TASK OBJECTIVE: Restate the full listing precisely as written.

SUPPLIED DATA:
=== Section Start ===
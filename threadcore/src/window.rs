//! Page-based window over a thread's ordered id list.
//!
//! The window stores how many pages are loaded rather than a fixed length, so
//! new ids arriving in the index never shrink or reset it. Its materialized
//! length over a list of `n` ids is `min(page_size * pages, n)`.

use serde::{Deserialize, Serialize};

use crate::types::MessageId;

/// Which end of the id list the window is anchored to.
#[derive(Debug, Clone, Copy, PartialEq, Eq, Default, Serialize, Deserialize)]
#[serde(rename_all = "snake_case")]
pub enum Anchor {
    /// Prefix of the list. Use when the index yields newest-first.
    Head,
    /// Suffix of the list. Use when the index yields oldest-first.
    #[default]
    Tail,
}

#[derive(Debug, Clone, Copy, PartialEq, Eq)]
pub struct Window {
    page_size: usize,
    pages: usize,
    anchor: Anchor,
}

impl Window {
    /// Initial window of a freshly opened thread: one page.
    pub fn reset(page_size: usize, anchor: Anchor) -> Self {
        Self {
            page_size,
            pages: 1,
            anchor,
        }
    }

    /// A window with nothing loaded yet.
    pub fn empty(page_size: usize, anchor: Anchor) -> Self {
        Self {
            page_size,
            pages: 0,
            anchor,
        }
    }

    pub fn page_size(&self) -> usize {
        self.page_size
    }

    pub fn pages_loaded(&self) -> usize {
        self.pages
    }

    pub fn anchor(&self) -> Anchor {
        self.anchor
    }

    pub fn len(&self, total: usize) -> usize {
        self.page_size.saturating_mul(self.pages).min(total)
    }

    pub fn is_empty(&self, total: usize) -> bool {
        self.len(total) == 0
    }

    pub fn has_more(&self, total: usize) -> bool {
        self.len(total) < total
    }

    /// Grows the window by one page. Returns false (and changes nothing) when
    /// the window already covers `total` or the page size is zero.
    pub fn advance(&mut self, total: usize) -> bool {
        if self.page_size == 0 || !self.has_more(total) {
            return false;
        }
        self.pages += 1;
        true
    }

    /// The windowed part of `ids`, in list order.
    pub fn slice<'a>(&self, ids: &'a [MessageId]) -> &'a [MessageId] {
        let len = self.len(ids.len());
        match self.anchor {
            Anchor::Head => &ids[..len],
            Anchor::Tail => &ids[ids.len() - len..],
        }
    }

    pub fn contains(&self, ids: &[MessageId], id: &MessageId) -> bool {
        self.slice(ids).contains(id)
    }
}
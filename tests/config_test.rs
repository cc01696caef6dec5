use std::io::Write;

use threadview::Anchor;
use threadview::config::{ConfigError, load};

#[test]
fn test_load_from_file() {
    let mut file = tempfile::NamedTempFile::new().unwrap();
    write!(file, r#"{{ "page_size": 25, "anchor": "head", "pinned_message": "0x1-9" }}"#).unwrap();

    let config = load(file.path()).unwrap();
    assert_eq!(config.page_size, 25);
    assert_eq!(config.anchor, Anchor::Head);
    assert_eq!(config.pinned_message.unwrap().as_str(), "0x1-9");
    assert_eq!(config.scroll_threshold, 1000.0);
}

#[test]
fn test_load_errors() {
    let dir = tempfile::tempdir().unwrap();
    let missing = dir.path().join("missing.json");
    assert!(matches!(load(&missing), Err(ConfigError::Io(_))));

    let bad = dir.path().join("bad.json");
    std::fs::write(&bad, "{ page_size: }").unwrap();
    assert!(matches!(load(&bad), Err(ConfigError::Parse(_))));
}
=== Section End ===
WRITTEN SOLUTION:
filename threadcore/src/window.rs
//! Page-based window over a thread's ordered id list.
//!
//! The window stores how many pages are loaded rather than a fixed length, so
//! new ids arriving in the index never shrink or reset it. Its materialized
//! length over a list of `n` ids is `min(page_size * pages, n)`.

use serde::{Deserialize, Serialize};

use crate::types::MessageId;

/// Which end of the id list the window is anchored to.
#[derive(Debug, Clone, Copy, PartialEq, Eq, Default, Serialize, Deserialize)]
#[serde(rename_all = "snake_case")]
pub enum Anchor {
    /// Prefix of the list. Use when the index yields newest-first.
    Head,
    /// Suffix of the list. Use when the index yields oldest-first.
    #[default]
    Tail,
}

#[derive(Debug, Clone, Copy, PartialEq, Eq)]
pub struct Window {
    page_size: usize,
    pages: usize,
    anchor: Anchor,
}

impl Window {
    /// Initial window of a freshly opened thread: one page.
    pub fn reset(page_size: usize, anchor: Anchor) -> Self {
        Self {
            page_size,
            pages: 1,
            anchor,
        }
    }

    /// A window with nothing loaded yet.
    pub fn empty(page_size: usize, anchor: Anchor) -> Self {
        Self {
            page_size,
            pages: 0,
            anchor,
        }
    }

    pub fn page_size(&self) -> usize {
        self.page_size
    }

    pub fn pages_loaded(&self) -> usize {
        self.pages
    }

    pub fn anchor(&self) -> Anchor {
        self.anchor
    }

    pub fn len(&self, total: usize) -> usize {
        self.page_size.saturating_mul(self.pages).min(total)
    }

    pub fn is_empty(&self, total: usize) -> bool {
        self.len(total) == 0
    }

    pub fn has_more(&self, total: usize) -> bool {
        self.len(total) < total
    }

    /// Grows the window by one page. Returns false (and changes nothing) when
    /// the window already covers `total` or the page size is zero.
    pub fn advance(&mut self, total: usize) -> bool {
        if self.page_size == 0 || !self.has_more(total) {
            return false;
        }
        self.pages += 1;
        true
    }

    /// The windowed part of `ids`, in list order.
    pub fn slice<'a>(&self, ids: &'a [MessageId]) -> &'a [MessageId] {
        let len = self.len(ids.len());
        match self.anchor {
            Anchor::Head => &ids[..len],
            Anchor::Tail => &ids[ids.len() - len..],
        }
    }

    pub fn contains(&self, ids: &[MessageId], id: &MessageId) -> bool {
        self.slice(ids).contains(id)
    }
}
filename tests/config_test.rs
repository cc01696caef6dec5
use std::io::Write;

use threadview::Anchor;
use threadview::config::{ConfigError, load};

#[test]
fn test_load_from_file() {
    let mut file = tempfile::NamedTempFile::new().unwrap();
    write!(file, r#"{{ "page_size": 25, "anchor": "head", "pinned_message": "0x1-9" }}"#).unwrap();

    let config = load(file.path()).unwrap();
    assert_eq!(config.page_size, 25);
    assert_eq!(config.anchor, Anchor::Head);
    assert_eq!(config.pinned_message.unwrap().as_str(), "0x1-9");
    assert_eq!(config.scroll_threshold, 1000.0);
}

#[test]
fn test_load_errors() {
    let dir = tempfile::tempdir().unwrap();
    let missing = dir.path().join("missing.json");
    assert!(matches!(load(&missing), Err(ConfigError::Io(_))));

    let bad = dir.path().join("bad.json");
    std::fs::write(&bad, "{ page_size: }").unwrap();
    assert!(matches!(load(&bad), Err(ConfigError::Parse(_))));
}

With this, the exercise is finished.